In the fast-evolving COVID-19 crisis I want to extend the availability of psychological support to those who are experiencing a huge impact on their resources (physical, emotional, economical).
It may be that you are a frontline professional or key worker, or someone with underlying health conditions that put you in an 'at-risk' category. Or maybe you are self-employed or a sole earner whose capacity to make ends meet has been severely diminished. Adapting to times of uncertainty and instability can take an emotional toll. You need to fortify yourself, you need to tap into all the resources available to get you through the next few months.
I would like to encourage you to contact me, even if you think that you may not be able to afford therapy at this time. I will do my best to work flexibly - video-conference style (Zoom, Skype), on the telephone, or via live chat. I am interested in working with people who value introspection, thoughtfulness, and the healing power of relationships.
I am a fully qualified psychotherapist with a commitment to providing compassionate, relational-focused therapy, informed by research. My professional interests are wide-ranging:
- anxiety and fear of death
- gender-sensitive psychotherapy- focus on the needs of male clients
- social anxiety
- performance anxiety
- obsessive thoughts
- compulsive behaviours
- body image
- shyness and loneliness
- suicidal thoughts
- low self-esteem
- medically unexplained symptoms
- 'false' self
- emotional difficulties
I normally offer consultation by appointment at the Fred Bulmer Centre in Hereford, Wall Street, HR4 9HP, but over the next few months I will be using remote and virtual technology (Skype, Zoom, Telephone, Face-time, Live chat)
Why is therapy effective?
Establishing a collaborative, positive working relationship is an essential aspect of successful psychotherapy treatment. According to research (Norcross, 2010, Wampold 2001), the most important ingredients that contribute to a successful therapy outcome are: the client's motivation and psychological-mindedness and the relationship between the therapist and the client.
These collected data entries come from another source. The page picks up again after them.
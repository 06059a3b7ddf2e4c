//! Read-through cache over any store.
//!
//! The inner store stays the source of truth. Reads are served from moka
//! caches when possible; every write goes to the inner store first and then
//! invalidates whatever it may have made stale. A read that raced a write
//! drops the entry it just cached, so a stale load never outlives the write.

use std::sync::atomic::{AtomicU64, Ordering};
use std::time::Duration;

use moka::sync::Cache;
use tracing::trace;

use riskq_core::config::CacheConfig;
use riskq_core::errors::StoreError;
use riskq_core::records::{CascadeAnalysis, DirectAnalysis, RiskFile, Validation};
use riskq_core::traits::IRiskDataStore;

pub struct CachedStore<S> {
    inner: S,
    risk_files: Cache<String, RiskFile>,
    direct: Cache<String, DirectAnalysis>,
    /// Direct analyses by risk file id.
    direct_lists: Cache<String, Vec<DirectAnalysis>>,
    cascades: Cache<String, CascadeAnalysis>,
    /// Cascade analyses by effect id.
    cascade_lists: Cache<String, Vec<CascadeAnalysis>>,
    /// Bumped by every write, before it invalidates.
    writes: AtomicU64,
}

fn build<V: Clone + Send + Sync + 'static>(config: &CacheConfig) -> Cache<String, V> {
    Cache::builder()
        .max_capacity(config.max_entries)
        .time_to_live(Duration::from_secs(config.ttl_secs))
        .build()
}

impl<S: IRiskDataStore> CachedStore<S> {
    pub fn new(inner: S, config: &CacheConfig) -> Self {
        Self {
            inner,
            risk_files: build(config),
            direct: build(config),
            direct_lists: build(config),
            cascades: build(config),
            cascade_lists: build(config),
            writes: AtomicU64::new(0),
        }
    }

    pub fn inner(&self) -> &S {
        &self.inner
    }

    /// Drop every cached entry.
    pub fn clear(&self) {
        self.risk_files.invalidate_all();
        self.direct.invalidate_all();
        self.direct_lists.invalidate_all();
        self.cascades.invalidate_all();
        self.cascade_lists.invalidate_all();
    }

    fn written(&self) {
        self.writes.fetch_add(1, Ordering::SeqCst);
    }

    fn invalidate_risk_file(&self, id: &str) {
        self.written();
        self.risk_files.invalidate(id);
    }

    fn invalidate_direct(&self, id: &str) {
        self.written();
        self.direct.invalidate(id);
        // The owning risk file is unknown here; drop all listings.
        self.direct_lists.invalidate_all();
    }

    fn invalidate_cascade(&self, id: &str) {
        self.written();
        self.cascades.invalidate(id);
        self.cascade_lists.invalidate_all();
    }

    fn read_through<V, F>(
        &self,
        cache: &Cache<String, V>,
        key: &str,
        load: F,
    ) -> Result<V, StoreError>
    where
        V: Clone + Send + Sync + 'static,
        F: FnOnce() -> Result<V, StoreError>,
    {
        if let Some(hit) = cache.get(key) {
            trace!(key, "cache hit");
            return Ok(hit);
        }
        let before = self.writes.load(Ordering::SeqCst);
        let value = load()?;
        cache.insert(key.to_string(), value.clone());
        if self.writes.load(Ordering::SeqCst) != before {
            // A write landed while loading; the loaded value may predate it.
            trace!(key, "write during load, dropping cached entry");
            cache.invalidate(key);
        }
        Ok(value)
    }
}

impl<S: IRiskDataStore> IRiskDataStore for CachedStore<S> {
    fn get_risk_file(&self, id: &str) -> Result<RiskFile, StoreError> {
        self.read_through(&self.risk_files, id, || self.inner.get_risk_file(id))
    }

    fn list_risk_files(&self) -> Result<Vec<RiskFile>, StoreError> {
        self.inner.list_risk_files()
    }

    fn upsert_risk_file(&self, risk_file: &RiskFile) -> Result<(), StoreError> {
        let result = self.inner.upsert_risk_file(risk_file);
        self.invalidate_risk_file(&risk_file.id);
        result
    }

    fn update_risk_file_field(
        &self,
        id: &str,
        field: &str,
        value: Option<String>,
    ) -> Result<(), StoreError> {
        let result = self.inner.update_risk_file_field(id, field, value);
        self.invalidate_risk_file(id);
        result
    }

    fn get_direct_analysis(&self, id: &str) -> Result<DirectAnalysis, StoreError> {
        self.read_through(&self.direct, id, || self.inner.get_direct_analysis(id))
    }

    fn list_direct_analyses(&self, risk_file_id: &str) -> Result<Vec<DirectAnalysis>, StoreError> {
        self.read_through(&self.direct_lists, risk_file_id, || {
            self.inner.list_direct_analyses(risk_file_id)
        })
    }

    fn upsert_direct_analysis(&self, analysis: &DirectAnalysis) -> Result<(), StoreError> {
        let result = self.inner.upsert_direct_analysis(analysis);
        self.invalidate_direct(&analysis.id);
        result
    }

    fn update_direct_analysis_field(
        &self,
        id: &str,
        field: &str,
        value: Option<String>,
    ) -> Result<(), StoreError> {
        let result = self.inner.update_direct_analysis_field(id, field, value);
        self.invalidate_direct(id);
        result
    }

    fn delete_direct_analysis(&self, id: &str) -> Result<(), StoreError> {
        let result = self.inner.delete_direct_analysis(id);
        self.invalidate_direct(id);
        result
    }

    fn get_cascade_analysis(&self, id: &str) -> Result<CascadeAnalysis, StoreError> {
        self.read_through(&self.cascades, id, || self.inner.get_cascade_analysis(id))
    }

    fn list_cascade_analyses(&self, effect_id: &str) -> Result<Vec<CascadeAnalysis>, StoreError> {
        self.read_through(&self.cascade_lists, effect_id, || {
            self.inner.list_cascade_analyses(effect_id)
        })
    }

    fn upsert_cascade_analysis(&self, analysis: &CascadeAnalysis) -> Result<(), StoreError> {
        let result = self.inner.upsert_cascade_analysis(analysis);
        self.invalidate_cascade(&analysis.id);
        result
    }

    fn update_cascade_analysis_field(
        &self,
        id: &str,
        field: &str,
        value: Option<String>,
    ) -> Result<(), StoreError> {
        let result = self.inner.update_cascade_analysis_field(id, field, value);
        self.invalidate_cascade(id);
        result
    }

    fn delete_cascade_analysis(&self, id: &str) -> Result<(), StoreError> {
        let result = self.inner.delete_cascade_analysis(id);
        self.invalidate_cascade(id);
        result
    }

    // Validations are written once per expert and rarely re-read; no cache.
    fn get_validation(&self, id: &str) -> Result<Validation, StoreError> {
        self.inner.get_validation(id)
    }

    fn list_validations(&self, risk_file_id: &str) -> Result<Vec<Validation>, StoreError> {
        self.inner.list_validations(risk_file_id)
    }

    fn upsert_validation(&self, validation: &Validation) -> Result<(), StoreError> {
        self.inner.upsert_validation(validation)
    }

    fn update_validation_field(
        &self,
        id: &str,
        field: &str,
        value: Option<String>,
    ) -> Result<(), StoreError> {
        self.inner.update_validation_field(id, field, value)
    }
}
I also subscribe to an explanation coming from the field of interpersonal neuroscience: the brain is plastic and genetically programmed to develop through interaction with other brains. This happens most dramatically in the first years of life, but this process continues across a lifetime. When we engage with another human being in dialogue, certain very physical processes are set in motion which help us regulate our emotions and shut down our stress response. Therapy stimulates the formation of new neural networks, the integration of split-off aspects of self, and the unlearning of unhelpful coping strategies.
The therapeutic dialogue provides an opportunity to test old assumptions and experiment with new ways of being – all in a context that is safe, confidential, and containing. We learn through reflection, conversation, a real relationship, experimentation, mindfulness, journalling, and bibliotherapy.
Stories are a central focus of my work: how we story our lives, how we think about our values, how we share ourselves with others, and how we shape our futures.